**HOW TO COMPLETE THIS TASK:** Set down, please, without alteration, the lines of the entries below from the first through the one containing "before the error".

Stored data
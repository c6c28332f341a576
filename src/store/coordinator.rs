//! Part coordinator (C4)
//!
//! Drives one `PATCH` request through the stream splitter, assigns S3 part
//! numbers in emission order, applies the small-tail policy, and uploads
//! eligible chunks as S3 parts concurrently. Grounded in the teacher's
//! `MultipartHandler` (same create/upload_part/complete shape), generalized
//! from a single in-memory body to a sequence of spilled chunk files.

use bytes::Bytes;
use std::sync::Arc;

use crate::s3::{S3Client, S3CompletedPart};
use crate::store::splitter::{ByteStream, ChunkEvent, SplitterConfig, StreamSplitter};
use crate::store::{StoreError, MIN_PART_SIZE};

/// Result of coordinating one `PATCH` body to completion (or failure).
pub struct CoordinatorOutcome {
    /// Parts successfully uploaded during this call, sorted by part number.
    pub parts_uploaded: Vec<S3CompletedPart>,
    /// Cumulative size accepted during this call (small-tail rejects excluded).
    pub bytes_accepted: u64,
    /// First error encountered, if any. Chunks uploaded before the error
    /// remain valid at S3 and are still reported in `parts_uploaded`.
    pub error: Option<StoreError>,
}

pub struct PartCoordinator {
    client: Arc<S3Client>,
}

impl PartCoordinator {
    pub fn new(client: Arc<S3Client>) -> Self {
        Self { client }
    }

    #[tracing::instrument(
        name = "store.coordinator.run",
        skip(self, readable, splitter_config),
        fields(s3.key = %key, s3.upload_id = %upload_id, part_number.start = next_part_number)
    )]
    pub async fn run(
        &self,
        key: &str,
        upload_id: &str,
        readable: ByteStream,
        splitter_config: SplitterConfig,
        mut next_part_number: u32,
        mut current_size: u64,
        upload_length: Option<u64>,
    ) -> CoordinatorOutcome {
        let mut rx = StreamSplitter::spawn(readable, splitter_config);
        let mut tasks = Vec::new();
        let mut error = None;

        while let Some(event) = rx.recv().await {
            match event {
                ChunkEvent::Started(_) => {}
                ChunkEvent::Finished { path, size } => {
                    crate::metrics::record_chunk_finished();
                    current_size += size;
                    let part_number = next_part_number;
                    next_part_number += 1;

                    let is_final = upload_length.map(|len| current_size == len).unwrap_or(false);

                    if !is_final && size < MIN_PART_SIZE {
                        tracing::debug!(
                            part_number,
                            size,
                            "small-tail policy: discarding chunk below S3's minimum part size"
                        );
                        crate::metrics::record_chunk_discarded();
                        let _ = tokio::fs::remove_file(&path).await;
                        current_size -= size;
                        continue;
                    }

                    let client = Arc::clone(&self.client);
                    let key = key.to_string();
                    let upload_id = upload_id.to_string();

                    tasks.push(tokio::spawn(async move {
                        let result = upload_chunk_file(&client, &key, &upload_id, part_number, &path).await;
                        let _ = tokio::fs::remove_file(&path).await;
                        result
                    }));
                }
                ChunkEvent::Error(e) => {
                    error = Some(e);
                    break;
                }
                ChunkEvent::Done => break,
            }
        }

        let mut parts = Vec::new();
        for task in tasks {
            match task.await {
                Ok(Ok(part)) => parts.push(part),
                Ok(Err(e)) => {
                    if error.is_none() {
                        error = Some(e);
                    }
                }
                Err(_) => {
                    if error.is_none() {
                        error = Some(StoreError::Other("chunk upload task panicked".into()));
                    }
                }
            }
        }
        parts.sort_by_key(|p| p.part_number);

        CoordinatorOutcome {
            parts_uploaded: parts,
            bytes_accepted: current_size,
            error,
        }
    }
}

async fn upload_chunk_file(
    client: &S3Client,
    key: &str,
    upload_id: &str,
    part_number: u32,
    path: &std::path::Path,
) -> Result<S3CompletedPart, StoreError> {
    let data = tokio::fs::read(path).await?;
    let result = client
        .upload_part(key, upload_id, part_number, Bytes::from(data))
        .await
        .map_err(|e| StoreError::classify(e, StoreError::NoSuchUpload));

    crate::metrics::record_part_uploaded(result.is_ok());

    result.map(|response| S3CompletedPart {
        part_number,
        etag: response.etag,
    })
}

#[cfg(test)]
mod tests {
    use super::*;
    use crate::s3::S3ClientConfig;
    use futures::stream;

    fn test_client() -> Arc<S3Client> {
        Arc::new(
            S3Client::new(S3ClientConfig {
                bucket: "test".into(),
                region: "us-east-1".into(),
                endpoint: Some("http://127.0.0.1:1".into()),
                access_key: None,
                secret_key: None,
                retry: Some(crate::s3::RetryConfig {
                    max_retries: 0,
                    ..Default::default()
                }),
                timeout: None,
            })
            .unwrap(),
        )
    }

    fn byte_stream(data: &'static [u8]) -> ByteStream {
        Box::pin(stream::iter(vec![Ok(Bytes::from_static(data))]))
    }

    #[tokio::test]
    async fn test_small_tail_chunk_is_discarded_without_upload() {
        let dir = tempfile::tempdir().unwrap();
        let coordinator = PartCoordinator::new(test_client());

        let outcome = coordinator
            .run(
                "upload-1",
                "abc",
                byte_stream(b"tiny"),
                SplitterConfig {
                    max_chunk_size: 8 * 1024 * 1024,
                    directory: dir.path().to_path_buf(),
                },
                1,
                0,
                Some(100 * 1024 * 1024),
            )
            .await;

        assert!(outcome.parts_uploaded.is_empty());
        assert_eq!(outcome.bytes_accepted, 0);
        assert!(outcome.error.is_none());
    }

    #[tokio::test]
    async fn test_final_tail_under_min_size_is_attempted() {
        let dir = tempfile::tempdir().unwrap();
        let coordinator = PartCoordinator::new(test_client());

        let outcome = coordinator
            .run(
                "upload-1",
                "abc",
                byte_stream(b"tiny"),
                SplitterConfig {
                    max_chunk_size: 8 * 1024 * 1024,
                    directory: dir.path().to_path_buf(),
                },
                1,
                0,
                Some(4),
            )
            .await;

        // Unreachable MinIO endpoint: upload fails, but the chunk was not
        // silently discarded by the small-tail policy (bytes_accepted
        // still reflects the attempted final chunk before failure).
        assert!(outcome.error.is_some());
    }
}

**RESPONSE AREA:**
repository c6c28332f341a576
filename src/store/coordinator.rs
//! Part coordinator (C4)
//!
//! Drives one `PATCH` request through the stream splitter, assigns S3 part
//! numbers in emission order, applies the small-tail policy, and uploads
//! eligible chunks as S3 parts concurrently. Grounded in the teacher's
//! `MultipartHandler` (same create/upload_part/complete shape), generalized
//! from a single in-memory body to a sequence of spilled chunk files.

use bytes::Bytes;
use std::sync::Arc;

use crate::s3::{S3Client, S3CompletedPart};
use crate::store::splitter::{ByteStream, ChunkEvent, SplitterConfig, StreamSplitter};
use crate::store::{StoreError, MIN_PART_SIZE};

/// Result of coordinating one `PATCH` body to completion (or failure).
pub struct CoordinatorOutcome {
    /// Parts successfully uploaded during this call, sorted by part number.
    pub parts_uploaded: Vec<S3CompletedPart>,
    /// Cumulative size accepted during this call (small-tail rejects excluded).
    pub bytes_accepted: u64,
    /// First error encountered, if any. Chunks uploaded before the error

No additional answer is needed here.